Requirement:
Please work out how many lines in the data below contain "slug", and reply with that number alone.

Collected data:
↓
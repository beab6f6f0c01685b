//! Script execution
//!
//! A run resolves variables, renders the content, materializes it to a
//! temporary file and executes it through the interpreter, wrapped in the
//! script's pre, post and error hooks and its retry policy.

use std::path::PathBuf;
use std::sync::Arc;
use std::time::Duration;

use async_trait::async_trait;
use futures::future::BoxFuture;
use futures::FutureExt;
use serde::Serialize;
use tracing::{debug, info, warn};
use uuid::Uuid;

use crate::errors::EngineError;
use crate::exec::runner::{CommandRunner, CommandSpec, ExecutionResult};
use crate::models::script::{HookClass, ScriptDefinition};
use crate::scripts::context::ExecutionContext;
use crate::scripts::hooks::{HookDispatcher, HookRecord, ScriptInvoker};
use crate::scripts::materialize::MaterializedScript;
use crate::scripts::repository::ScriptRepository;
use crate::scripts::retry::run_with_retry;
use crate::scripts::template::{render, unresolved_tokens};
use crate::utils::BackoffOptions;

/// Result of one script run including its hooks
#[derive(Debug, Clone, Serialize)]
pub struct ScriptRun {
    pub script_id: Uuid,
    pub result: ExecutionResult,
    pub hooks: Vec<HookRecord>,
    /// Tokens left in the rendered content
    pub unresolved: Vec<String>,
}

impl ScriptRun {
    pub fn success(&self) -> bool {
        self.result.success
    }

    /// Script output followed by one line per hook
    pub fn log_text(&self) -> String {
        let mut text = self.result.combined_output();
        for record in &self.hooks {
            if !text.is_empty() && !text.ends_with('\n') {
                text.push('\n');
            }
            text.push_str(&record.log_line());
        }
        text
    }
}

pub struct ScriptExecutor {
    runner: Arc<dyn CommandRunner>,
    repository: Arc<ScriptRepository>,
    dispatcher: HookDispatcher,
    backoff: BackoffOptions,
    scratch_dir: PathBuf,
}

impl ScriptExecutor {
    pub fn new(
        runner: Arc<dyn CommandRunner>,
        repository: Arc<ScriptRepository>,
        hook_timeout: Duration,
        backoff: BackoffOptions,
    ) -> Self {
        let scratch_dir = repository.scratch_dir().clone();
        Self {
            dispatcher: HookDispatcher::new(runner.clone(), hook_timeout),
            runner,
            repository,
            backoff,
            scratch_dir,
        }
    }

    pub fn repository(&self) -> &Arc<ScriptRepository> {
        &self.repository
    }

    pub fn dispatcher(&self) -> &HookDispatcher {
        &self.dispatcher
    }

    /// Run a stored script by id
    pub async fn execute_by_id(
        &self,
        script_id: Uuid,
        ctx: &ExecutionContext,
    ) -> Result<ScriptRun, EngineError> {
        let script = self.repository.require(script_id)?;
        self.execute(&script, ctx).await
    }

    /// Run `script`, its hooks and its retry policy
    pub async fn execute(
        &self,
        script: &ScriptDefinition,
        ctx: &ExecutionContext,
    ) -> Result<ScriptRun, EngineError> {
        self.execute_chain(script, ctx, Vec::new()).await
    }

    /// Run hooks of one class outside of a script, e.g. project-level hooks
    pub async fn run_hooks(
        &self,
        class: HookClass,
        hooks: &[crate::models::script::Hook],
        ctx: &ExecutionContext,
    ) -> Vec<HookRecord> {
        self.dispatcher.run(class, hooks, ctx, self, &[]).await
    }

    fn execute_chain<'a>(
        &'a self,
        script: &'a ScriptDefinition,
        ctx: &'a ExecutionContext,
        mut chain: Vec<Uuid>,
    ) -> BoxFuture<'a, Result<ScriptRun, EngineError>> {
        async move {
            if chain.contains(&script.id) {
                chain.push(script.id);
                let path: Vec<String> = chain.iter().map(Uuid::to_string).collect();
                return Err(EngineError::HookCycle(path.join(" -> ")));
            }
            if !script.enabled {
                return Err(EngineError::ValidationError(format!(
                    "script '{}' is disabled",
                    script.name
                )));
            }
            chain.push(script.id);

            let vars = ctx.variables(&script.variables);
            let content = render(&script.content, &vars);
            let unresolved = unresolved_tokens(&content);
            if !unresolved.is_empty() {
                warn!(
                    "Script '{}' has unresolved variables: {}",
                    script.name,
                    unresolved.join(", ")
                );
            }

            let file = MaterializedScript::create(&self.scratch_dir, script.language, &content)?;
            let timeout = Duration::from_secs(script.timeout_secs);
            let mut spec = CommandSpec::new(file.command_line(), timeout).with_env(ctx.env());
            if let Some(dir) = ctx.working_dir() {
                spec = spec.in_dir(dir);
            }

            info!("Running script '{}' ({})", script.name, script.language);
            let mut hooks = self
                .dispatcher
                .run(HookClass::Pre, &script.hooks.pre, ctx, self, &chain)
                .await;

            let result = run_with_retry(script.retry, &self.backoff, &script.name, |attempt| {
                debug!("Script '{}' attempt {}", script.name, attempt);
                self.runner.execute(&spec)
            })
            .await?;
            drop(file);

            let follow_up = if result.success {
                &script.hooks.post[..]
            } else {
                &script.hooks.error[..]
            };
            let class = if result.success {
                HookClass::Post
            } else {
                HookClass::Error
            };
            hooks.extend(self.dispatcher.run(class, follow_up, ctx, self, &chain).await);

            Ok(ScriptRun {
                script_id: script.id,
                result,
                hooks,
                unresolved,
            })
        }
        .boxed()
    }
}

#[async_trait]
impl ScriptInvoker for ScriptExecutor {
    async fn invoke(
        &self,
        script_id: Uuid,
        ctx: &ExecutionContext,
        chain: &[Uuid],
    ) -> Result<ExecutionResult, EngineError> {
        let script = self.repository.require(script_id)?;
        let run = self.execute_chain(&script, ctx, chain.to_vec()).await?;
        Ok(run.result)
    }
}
↑
↓
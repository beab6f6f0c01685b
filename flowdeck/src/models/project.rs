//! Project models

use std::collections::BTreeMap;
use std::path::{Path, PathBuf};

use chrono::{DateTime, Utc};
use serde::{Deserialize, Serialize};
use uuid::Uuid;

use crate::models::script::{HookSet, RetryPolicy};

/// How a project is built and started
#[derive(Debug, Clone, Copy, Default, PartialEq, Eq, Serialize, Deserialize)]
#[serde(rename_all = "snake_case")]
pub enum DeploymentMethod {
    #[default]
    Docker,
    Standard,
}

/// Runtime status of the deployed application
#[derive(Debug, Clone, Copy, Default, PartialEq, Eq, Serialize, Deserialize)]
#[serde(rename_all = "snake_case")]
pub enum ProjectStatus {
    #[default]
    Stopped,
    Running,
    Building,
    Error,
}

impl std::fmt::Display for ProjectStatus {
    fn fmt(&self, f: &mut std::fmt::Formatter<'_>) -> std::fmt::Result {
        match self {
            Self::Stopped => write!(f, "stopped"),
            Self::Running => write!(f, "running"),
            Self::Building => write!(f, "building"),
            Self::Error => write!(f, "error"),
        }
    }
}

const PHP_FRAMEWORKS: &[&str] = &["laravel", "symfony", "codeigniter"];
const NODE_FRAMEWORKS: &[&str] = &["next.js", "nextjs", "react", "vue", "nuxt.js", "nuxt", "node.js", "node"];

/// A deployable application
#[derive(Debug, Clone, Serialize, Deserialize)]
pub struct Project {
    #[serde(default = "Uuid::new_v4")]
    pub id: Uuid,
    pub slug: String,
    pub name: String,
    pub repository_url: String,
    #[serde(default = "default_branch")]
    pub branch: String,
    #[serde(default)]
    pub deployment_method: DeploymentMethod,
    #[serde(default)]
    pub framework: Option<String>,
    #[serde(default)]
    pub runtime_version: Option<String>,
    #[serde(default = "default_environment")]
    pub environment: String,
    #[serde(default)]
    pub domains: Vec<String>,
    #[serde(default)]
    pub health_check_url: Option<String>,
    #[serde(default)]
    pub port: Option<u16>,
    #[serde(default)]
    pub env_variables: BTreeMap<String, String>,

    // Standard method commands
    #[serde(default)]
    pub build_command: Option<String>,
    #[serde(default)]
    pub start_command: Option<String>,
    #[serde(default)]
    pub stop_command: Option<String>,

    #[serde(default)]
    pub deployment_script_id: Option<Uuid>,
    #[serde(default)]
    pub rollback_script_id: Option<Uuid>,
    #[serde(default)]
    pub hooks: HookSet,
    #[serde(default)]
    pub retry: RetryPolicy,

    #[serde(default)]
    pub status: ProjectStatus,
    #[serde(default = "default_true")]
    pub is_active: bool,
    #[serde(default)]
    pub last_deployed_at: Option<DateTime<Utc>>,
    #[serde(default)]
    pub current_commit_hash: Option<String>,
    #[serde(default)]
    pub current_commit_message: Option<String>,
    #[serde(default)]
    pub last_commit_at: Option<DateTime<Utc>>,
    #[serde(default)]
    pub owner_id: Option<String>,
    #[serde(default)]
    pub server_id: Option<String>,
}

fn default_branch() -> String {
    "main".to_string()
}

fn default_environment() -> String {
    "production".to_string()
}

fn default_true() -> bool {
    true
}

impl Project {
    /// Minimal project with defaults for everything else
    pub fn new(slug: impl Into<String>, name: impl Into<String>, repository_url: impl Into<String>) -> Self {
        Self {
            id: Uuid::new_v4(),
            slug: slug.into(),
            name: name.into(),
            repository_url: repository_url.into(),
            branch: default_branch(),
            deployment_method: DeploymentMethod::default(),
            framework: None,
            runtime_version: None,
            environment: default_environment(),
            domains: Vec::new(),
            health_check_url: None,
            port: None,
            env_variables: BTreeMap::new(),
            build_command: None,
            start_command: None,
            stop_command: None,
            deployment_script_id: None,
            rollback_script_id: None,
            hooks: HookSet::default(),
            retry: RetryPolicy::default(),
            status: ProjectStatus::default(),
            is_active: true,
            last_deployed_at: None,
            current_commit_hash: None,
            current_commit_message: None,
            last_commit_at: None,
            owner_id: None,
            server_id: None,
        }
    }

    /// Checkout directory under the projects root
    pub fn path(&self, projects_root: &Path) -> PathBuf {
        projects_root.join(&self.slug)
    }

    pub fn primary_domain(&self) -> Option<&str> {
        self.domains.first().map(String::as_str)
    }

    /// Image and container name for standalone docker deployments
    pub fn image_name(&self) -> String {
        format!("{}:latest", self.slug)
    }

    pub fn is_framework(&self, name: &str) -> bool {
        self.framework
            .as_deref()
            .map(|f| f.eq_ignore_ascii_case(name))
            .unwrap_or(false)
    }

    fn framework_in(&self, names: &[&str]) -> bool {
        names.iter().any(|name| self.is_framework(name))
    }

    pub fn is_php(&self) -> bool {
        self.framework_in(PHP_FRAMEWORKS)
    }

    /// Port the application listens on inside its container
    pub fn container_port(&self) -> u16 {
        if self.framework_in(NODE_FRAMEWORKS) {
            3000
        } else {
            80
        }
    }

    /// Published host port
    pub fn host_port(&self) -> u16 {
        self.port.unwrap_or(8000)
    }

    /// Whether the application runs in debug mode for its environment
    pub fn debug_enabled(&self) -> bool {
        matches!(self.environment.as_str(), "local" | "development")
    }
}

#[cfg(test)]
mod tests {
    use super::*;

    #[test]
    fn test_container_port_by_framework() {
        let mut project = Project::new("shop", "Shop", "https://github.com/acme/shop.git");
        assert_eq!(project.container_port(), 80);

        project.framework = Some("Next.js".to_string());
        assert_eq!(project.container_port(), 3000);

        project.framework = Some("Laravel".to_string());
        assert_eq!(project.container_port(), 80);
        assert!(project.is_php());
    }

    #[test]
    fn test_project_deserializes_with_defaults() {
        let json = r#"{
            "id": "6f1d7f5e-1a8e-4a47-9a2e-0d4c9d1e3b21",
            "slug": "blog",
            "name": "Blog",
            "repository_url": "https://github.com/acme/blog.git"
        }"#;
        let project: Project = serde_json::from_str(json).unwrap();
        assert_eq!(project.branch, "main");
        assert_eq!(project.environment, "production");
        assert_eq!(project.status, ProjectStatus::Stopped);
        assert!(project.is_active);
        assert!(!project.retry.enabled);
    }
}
↑
↓
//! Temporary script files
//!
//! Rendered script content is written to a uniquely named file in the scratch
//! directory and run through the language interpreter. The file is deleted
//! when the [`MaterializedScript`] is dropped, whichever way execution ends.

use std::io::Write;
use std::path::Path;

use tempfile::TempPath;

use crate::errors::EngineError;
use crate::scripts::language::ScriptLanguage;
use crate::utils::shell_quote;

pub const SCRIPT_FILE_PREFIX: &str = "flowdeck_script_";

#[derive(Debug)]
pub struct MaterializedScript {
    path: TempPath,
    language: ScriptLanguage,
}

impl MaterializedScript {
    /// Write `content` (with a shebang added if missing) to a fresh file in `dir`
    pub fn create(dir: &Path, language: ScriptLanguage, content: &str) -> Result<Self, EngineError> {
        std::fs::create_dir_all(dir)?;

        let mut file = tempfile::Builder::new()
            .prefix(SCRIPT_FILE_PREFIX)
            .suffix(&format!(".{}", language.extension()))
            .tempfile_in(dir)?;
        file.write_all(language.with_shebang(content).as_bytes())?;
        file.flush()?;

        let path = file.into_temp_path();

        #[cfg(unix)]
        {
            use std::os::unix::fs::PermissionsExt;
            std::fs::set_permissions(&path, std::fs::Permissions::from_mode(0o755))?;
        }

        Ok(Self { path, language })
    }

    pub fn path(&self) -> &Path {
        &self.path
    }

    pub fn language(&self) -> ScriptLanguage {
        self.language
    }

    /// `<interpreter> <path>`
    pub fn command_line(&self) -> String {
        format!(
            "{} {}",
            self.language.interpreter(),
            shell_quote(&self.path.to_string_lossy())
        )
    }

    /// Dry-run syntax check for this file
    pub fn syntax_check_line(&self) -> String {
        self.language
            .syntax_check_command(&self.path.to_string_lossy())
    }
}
↑
Completed task:
6